How much of the technology that you own is actually under your control? So much of the technology available for consumers today intentionally puts all control into the hands of the vendors, not the customer. What happens when vendors have control? They make technology decisions that run counter to the customer’s wishes, because the customer is powerless to do anything about it. The only way to ensure technology continues to work in your interest is for you to be in control, not the vendor. Having control over your technology requires hardware and software that’s designed for that purpose.
This past week we saw two different tech stories that illustrate how tech companies abuse their control against customer wishes. First, timed alongside Data Privacy Week, LG announced a new initiative for advertisers to provide targeted ads to LG TV customers. I’ve mentioned before that companies are starting to mine even their paying customers for data, because there’s just so much money to be made by selling customer data. It should be obvious that LG customers don’t want extra ads shown on their screen, nor do they want their data captured and shared with advertisers. Despite this LG is emboldened to add these ads because they, not the customer, hold the remote control of these smart TVs.
Because these smart TVs must be connected to the Internet to function, vendors have started treating them similarly to always-on smartphones not just to mine data, but also to provide software updates over the Internet. Customers who may want to opt out of data collection or ads have only one option: don’t connect these TVs to the Internet. This means they not only can’t use the convenient smart TV streaming functions they may have bought the TV for to begin with, they also can’t get software updates to fix bugs.
Even when vendors provide you a way of opting out of data collection, they often exclude themselves from your decision. Google has a long history of collecting and selling personal data from its customers–it’s their primary business model–but there was still a sense left among some of its customers that they consented to this violation of their privacy, and could opt out. For instance, while it’s well-known that Android phones capture your location via location services, and that your location is one of the many factors Google uses for targeted advertising, you can also disable location services. With location services disabled, neither Google nor 3rd party applications are supposed to be able to track your location.

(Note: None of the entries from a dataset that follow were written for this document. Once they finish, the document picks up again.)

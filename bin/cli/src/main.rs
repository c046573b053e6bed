use std::path::{Path, PathBuf};
use std::process::ExitCode;

use anyhow::{Context, Error};
use clap::{Parser, Subcommand};
use log::{error, info};
use loki_client::{AggregateBy, ApiResponse, Config, Direction, LokiClient, LokiService, LokiTimestamp, PrometheusDuration};
use serde::Serialize;

#[derive(Parser, Debug)]
#[clap(about, version, author)]
struct Args {
    // Path to the config.toml file
    #[clap(short, long, value_parser, value_name = "FILE")]
    config: PathBuf,

    #[clap(subcommand)]
    command: Command,
}

/// Start and end accept epoch nanoseconds, epoch seconds with fraction or RFC3339.
#[derive(clap::Args, Debug)]
struct TimeRange {
    #[clap(long, value_parser)]
    start: Option<LokiTimestamp>,
    #[clap(long, value_parser)]
    end: Option<LokiTimestamp>,
    /// Like 6h or 30d
    #[clap(long, value_parser)]
    since: Option<PrometheusDuration>,
}

#[derive(Subcommand, Debug)]
enum Command {
    /// Label names of the requested window
    Labels {
        #[clap(long)]
        query: Option<String>,
        #[clap(flatten)]
        range: TimeRange,
    },
    LabelValues {
        label: String,
        #[clap(long)]
        query: Option<String>,
        #[clap(flatten)]
        range: TimeRange,
    },
    /// Label sets of the streams matching the selector
    Streams {
        selector: String,
        #[clap(flatten)]
        range: TimeRange,
    },
    /// Label names over the whole retention
    AllLabels,
    /// Like `logcli series --analyze-labels`
    AnalyzeLabels {
        #[clap(default_value = "")]
        selector: String,
    },
    Stats {
        selector: String,
        #[clap(flatten)]
        range: TimeRange,
    },
    Volume {
        selector: String,
        /// Comma separated
        #[clap(long, value_delimiter = ',')]
        target_labels: Option<Vec<String>>,
        #[clap(long, value_enum)]
        aggregate_by: Option<AggregateByArg>,
    },
    /// Daily volume of the last 30 days
    VolumeRange {
        selector: String,
        #[clap(long, value_delimiter = ',')]
        target_labels: Option<Vec<String>>,
        #[clap(long, value_enum)]
        aggregate_by: Option<AggregateByArg>,
    },
    Patterns {
        selector: String,
        #[clap(long, value_parser)]
        step: Option<PrometheusDuration>,
        #[clap(flatten)]
        range: TimeRange,
    },
    Query {
        logql: String,
        #[clap(long, value_parser)]
        limit: Option<u32>,
        #[clap(long, value_parser)]
        time: Option<LokiTimestamp>,
        #[clap(long, value_enum)]
        direction: Option<DirectionArg>,
    },
    QueryRange {
        logql: String,
        #[clap(long, value_parser)]
        limit: Option<u32>,
        #[clap(long, value_parser)]
        step: Option<PrometheusDuration>,
        #[clap(long, value_parser)]
        interval: Option<PrometheusDuration>,
        #[clap(long, value_enum)]
        direction: Option<DirectionArg>,
        #[clap(flatten)]
        range: TimeRange,
    },
    DeleteRequests,
    BuildInfo,
    Ready,
}

#[derive(clap::ValueEnum, Debug, Copy, Clone)]
enum DirectionArg {
    Forward,
    Backward,
}

impl From<DirectionArg> for Direction {
    fn from(direction: DirectionArg) -> Self {
        match direction {
            DirectionArg::Forward => Direction::Forward,
            DirectionArg::Backward => Direction::Backward,
        }
    }
}

#[derive(clap::ValueEnum, Debug, Copy, Clone)]
enum AggregateByArg {
    Series,
    Labels,
}

impl From<AggregateByArg> for AggregateBy {
    fn from(aggregate_by: AggregateByArg) -> Self {
        match aggregate_by {
            AggregateByArg::Series => AggregateBy::Series,
            AggregateByArg::Labels => AggregateBy::Labels,
        }
    }
}

fn read_config(path: &Path) -> Result<Config, Error> {
    let content = std::fs::read_to_string(path).with_context(|| format!("could not read config file {}", path.display()))?;
    toml::from_str::<Config>(&content).context("could not parse config file")
}

fn init_logging(config: &Config) {
    let log_level = config.debug.as_ref().map(|debug| debug.log_level.as_str()).unwrap_or("info");
    env_logger::Builder::from_env(env_logger::Env::default().default_filter_or(log_level)).init();
}

fn print_json<T: Serialize>(value: &T) -> Result<(), Error> {
    println!("{}", serde_json::to_string_pretty(value)?);
    Ok(())
}

fn print_body<T: Serialize>(response: ApiResponse<T>) -> Result<(), Error> {
    let body = response.into_result()?;
    print_json(&body)
}

async fn run(service: LokiService, command: Command) -> Result<(), Error> {
    let client = service.client();
    match command {
        Command::Labels { query, range } => {
            print_body(client.query_labels(query.as_deref(), range.start, range.end, range.since).await)
        }
        Command::LabelValues { label, query, range } => print_body(
            client.query_label_values(&label, query.as_deref(), range.start, range.end, range.since).await,
        ),
        Command::Streams { selector, range } => {
            print_body(client.query_streams(&selector, range.start, range.end, range.since).await)
        }
        Command::AllLabels => {
            let mut labels: Vec<String> = service.get_all_labels().await.into_iter().collect();
            labels.sort();
            print_json(&labels)
        }
        Command::AnalyzeLabels { selector } => {
            let results = service.analyze_labels(&selector).await;
            info!("Found {} streams with {} distinct labels", results.streams.len(), results.labels.len());
            print_json(&results.labels)
        }
        Command::Stats { selector, range } => {
            print_body(client.query_log_statistics(&selector, range.start, range.end, range.since).await)
        }
        Command::Volume { selector, target_labels, aggregate_by } => print_body(
            service.get_log_volume(&selector, target_labels.as_deref(), aggregate_by.map(AggregateBy::from)).await,
        ),
        Command::VolumeRange { selector, target_labels, aggregate_by } => print_body(
            service
                .get_log_volume_range(&selector, target_labels.as_deref(), aggregate_by.map(AggregateBy::from))
                .await,
        ),
        Command::Patterns { selector, step, range } => print_body(
            client.patterns_detection(&selector, range.start, range.end, range.since, step).await,
        ),
        Command::Query { logql, limit, time, direction } => {
            print_body(client.instant_query(&logql, limit, time, direction.map(Direction::from)).await)
        }
        Command::QueryRange { logql, limit, step, interval, direction, range } => print_body(
            client
                .range_query(&logql, range.start, range.end, range.since, limit, step, interval, direction.map(Direction::from))
                .await,
        ),
        Command::DeleteRequests => print_body(client.list_log_deletion_requests().await),
        Command::BuildInfo => print_body(client.get_build_information().await),
        Command::Ready => {
            let ready = client.ready().await.into_result()?;
            println!("{}", ready.trim_end());
            Ok(())
        }
    }
}

#[tokio::main]
async fn main() -> ExitCode {
    let args = Args::parse();

    let config = match read_config(&args.config) {
        Ok(config) => config,
        Err(e) => {
            eprintln!("{:#}", e);
            return ExitCode::FAILURE;
        }
    };
    init_logging(&config);

    info!("Using loki at {}", config.loki.base_url);
    let service = LokiService::new(LokiClient::new(config.loki));

    match run(service, args.command).await {
        Ok(()) => ExitCode::SUCCESS,
        Err(e) => {
            error!("{:#}", e);
            ExitCode::FAILURE
        }
    }
}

According to complaints filed by a number of states against Google this week, even when customers explicitly disabled location services, Google continued to collect their location data behind the scenes. This goes beyond just adding a feature a customer won’t like. In this case the customer explicitly requested they not be tracked, but because Google is ultimately in control of their phones, they simply ignored the opt out request.
On the hardware front having control means hardware you can open and inspect and is designed for repairability. That hardware should ideally run firmware (as much as possible) that is free software so you can also inspect and update it. If the hardware provides security features, they should be designed to put you in control, not the vendor, including control of any keys. The hardware should not require the vendor’s signatures (and therefore their permission) to boot an operating system, but instead should let you boot into whatever operating system you prefer.
The operating system and the software it runs, should all be free software. Free software by its very nature puts you in full control. You have control because you can not only inspect the software to see what it does, you (or someone else in the community with software development knowledge) can change the software if it operates outside your interests.
You may have noticed that you don’t tend to have a lot of adware or spyware in the free software world. That’s because it’s difficult to hide spyware inside of code that anyone can inspect. Another reason is that if free software behaves in a way that runs counter to the user’s wishes (such as capturing and selling their data, or popping up unwanted ads), the user (or someone else in the community) could simply create a legitimate fork of the project with those objectionable bits removed.
Now that many technology companies have gotten a taste of how lucrative it can be to remove control from customers, it’s unlikely they will change tactics all on their own. It’s clear that the more control vendors have over technology, the more they operate in their own interest, and when that interest runs counter to their customers, the customers lose. If you want control over your technology, choose vendors and products that respect you, and that make your control and your freedom central to their design.